Splendeurs et misères d’un théâtre politique 

Par Laura Plas
Les Trois Coups

Si le monde était à l’image du festival Off, on y parlerait non de foot, mais plutôt de démocratie ou de capitalisme : de l’agitprop au théâtre documentaire, les propositions pullulent, en effet, avec plus ou moins de bonheur. Voici huit heures dans la vie d’une spectatrice de théâtre politique.

Gare d’Avignon, à l’aube : pas de gugusse peinturluré en bleu-blanc-rouge. À la terrasse d’un café, les gens discutent… de théâtre ! Pour un peu, on oserait avouer qu’on se fout du foot et qu’on se demande pourquoi six millions de Français sont incapables d’hurler… leur désaccord face à la liquidation du programme du C.N.R, ou à une politique migratoire inhumaine.

Des artistes tractent : un spectacle sur l’Algérie des années de plomb, un autre sur la notion de démocratie. Des comédiens répètent leur spectacle inspiré de travaux sociologiques. En Grèce, le théâtre était une activité citoyenne, ça ne semble pas s’être perdu. Reste que tout spectacle engagé n’est pas forcément un bon spectacle et que les questions d’écriture ou de mise en scène, loin d’être secondaires, font souvent la différence.

À première vue, la forme qu’adopte justement la compagnie Vaguement Compétitif pour mettre en scène la Violence des riches paraît bien frontale : tout juste le genre de spectacle où l’on amènerait un copain qui ne veut pas entendre parler de politique. Les comédiens nous assènent des évidences sur l’évasion fiscale ou la ghettoïsation des ultra-riches, par exemple.

On a alors l’impression que les applaudissements viennent plutôt du soulagement qu’éprouvent les spectateurs à partager leur indignation, plutôt que de leur adhésion à la proposition artistique. Mais que pourraient-ils plébisciter ? Le jeu d’acteurs ? Les comédiens affirment ne pas jouer. La scénographie ? C’est un bric-à-brac de matériaux de récupération. On en viendrait à ricaner : « Je peux en faire autant ».

Et c’est là où la proposition prend son sens, car il s’agit précisément, pour la compagnie, d’éviter de mettre l’artiste en surplomb de la salle.
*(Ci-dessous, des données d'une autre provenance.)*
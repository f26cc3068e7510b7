//! Phone edits on an existing contact: `addphone`, `removephone` and `updatephone`.

use crate::book::AddressBook;
use crate::commands::{CmdMessage, CmdResult};
use crate::error::Result;

pub fn add(book: &mut AddressBook, name: &str, phone: &str) -> Result<CmdResult> {
    book.find_mut(name)?.add_phone(phone)?;
    Ok(CmdResult::default().with_message(CmdMessage::success("Phone added.")))
}

pub fn remove(book: &mut AddressBook, name: &str, phone: &str) -> Result<CmdResult> {
    book.find_mut(name)?.remove_phone(phone)?;
    Ok(CmdResult::default().with_message(CmdMessage::success("Phone removed.")))
}

pub fn update(book: &mut AddressBook, name: &str, old: &str, new: &str) -> Result<CmdResult> {
    book.find_mut(name)?.edit_phone(old, new)?;
    Ok(CmdResult::default().with_message(CmdMessage::success("Phone updated.")))
}
use crate::book::AddressBook;
use crate::commands::{CmdMessage, CmdResult};
use crate::error::Result;

/// Lists every contact as its display line, in book order.
pub fn run(book: &AddressBook) -> Result<CmdResult> {
    let mut result = CmdResult::default();
    result
        .messages
        .extend(book.lines().into_iter().map(CmdMessage::info));
    Ok(result)
}

#[cfg(test)]
mod tests {
    use super::*;
    use crate::commands::add;
    use crate::commands::MessageLevel;

    #[test]
    fn lists_every_contact_in_order() {
        let mut book = AddressBook::new();
        add::run(&mut book, "Zed", &["0123456789"]).unwrap();
        add::run(&mut book, "Amy", &["1111111111", "2222222222"]).unwrap();

        let result = run(&book).unwrap();
        let lines: Vec<&str> = result.messages.iter().map(|m| m.content.as_str()).collect();
        assert_eq!(
            lines,
            vec![
                "Contact name: Zed, phones: 0123456789",
                "Contact name: Amy, phones: 1111111111; 2222222222",
            ]
        );
        assert!(result.messages.iter().all(|m| m.level == MessageLevel::Info));
        assert!(result.listed_records.is_empty());
    }

    #[test]
    fn empty_book_lists_nothing() {
        let result = run(&AddressBook::new()).unwrap();
        assert!(result.listed_records.is_empty());
        assert!(result.messages.is_empty());
    }
}
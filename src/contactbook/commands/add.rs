use crate::book::AddressBook;
use crate::commands::{CmdMessage, CmdResult};
use crate::error::Result;
use crate::model::Record;

/// Creates a contact with the given phones.
///
/// The record is fully built before it is inserted, so a bad or repeated
/// phone leaves the book untouched.
pub fn run<P: AsRef<str>>(
    book: &mut AddressBook,
    name: &str,
    phones: &[P],
) -> Result<CmdResult> {
    let mut record = Record::new(name)?;
    for phone in phones {
        record.add_phone(phone.as_ref())?;
    }
    book.add_record(record)?;

    Ok(CmdResult::default().with_message(CmdMessage::success("Contact added.")))
}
À contre-courant de ce que la morosité ambiante enseigne, le spectateur perçoit qu’il a lui aussi les moyens de comprendre et de réagir. La forme pauvre doit alors être rapprochée du kit de manifestation. Le refus du jeu, quant à lui, permet de généraliser l’interpellation d’un public acteur. On découvre ainsi un effet V, mais conçu par de petits Brecht malicieux qui nous embobinent en feignant de jouer leurs propres rôles. Enfin, la frontalité est revendiquée comme moyen de vulgarisation. Rien d’étonnant d’ailleurs à cela, quand on a comme mentors les Pinçon-Charlot. En bref, la Violence des riches est un spectacle plus malin qu’il n’y paraît, très agréable, même si ce n’est pas un sommet littéraire.

« La Violence des riches » © Gorgia Robin

Dans la gueule du formalisme ?

Si l’on s’intéresse à l’écriture, mieux vaut se tourner vers l’œuvre d’Alexandra Badea, dont deux pièces sont mises en scène dans le Off : Pulvérisés et Europe Connexion. Son théâtre est, de fait, une véritable gageure de mise en scène et d’interprétation. D’abord, l’autrice fait parler ses personnages à la deuxième personne, ce qui crée un effet d’étrangeté et de distanciation. Ensuite, elle évacue le dialogisme traditionnel : la plupart du temps, on se trouve face à d’immenses soliloques, miroirs d’une ultramoderne solitude.

Ainsi, Europe Connexion, mis en scène par Vincent Franchi à l’Artéphile, nous fait-il entendre la voix d’un lobbyiste, tandis que Pulvérisés, de la compagnie l’Arcade, nous révèle les vies esseulées et broyées de quatre salariés à Shanghai, Bucarest, Lyon ou Dakar. Ce théâtre rend malaisé le jeu psychologique. C’est peut-être ce qui explique la tentation de la profération et du formalisme.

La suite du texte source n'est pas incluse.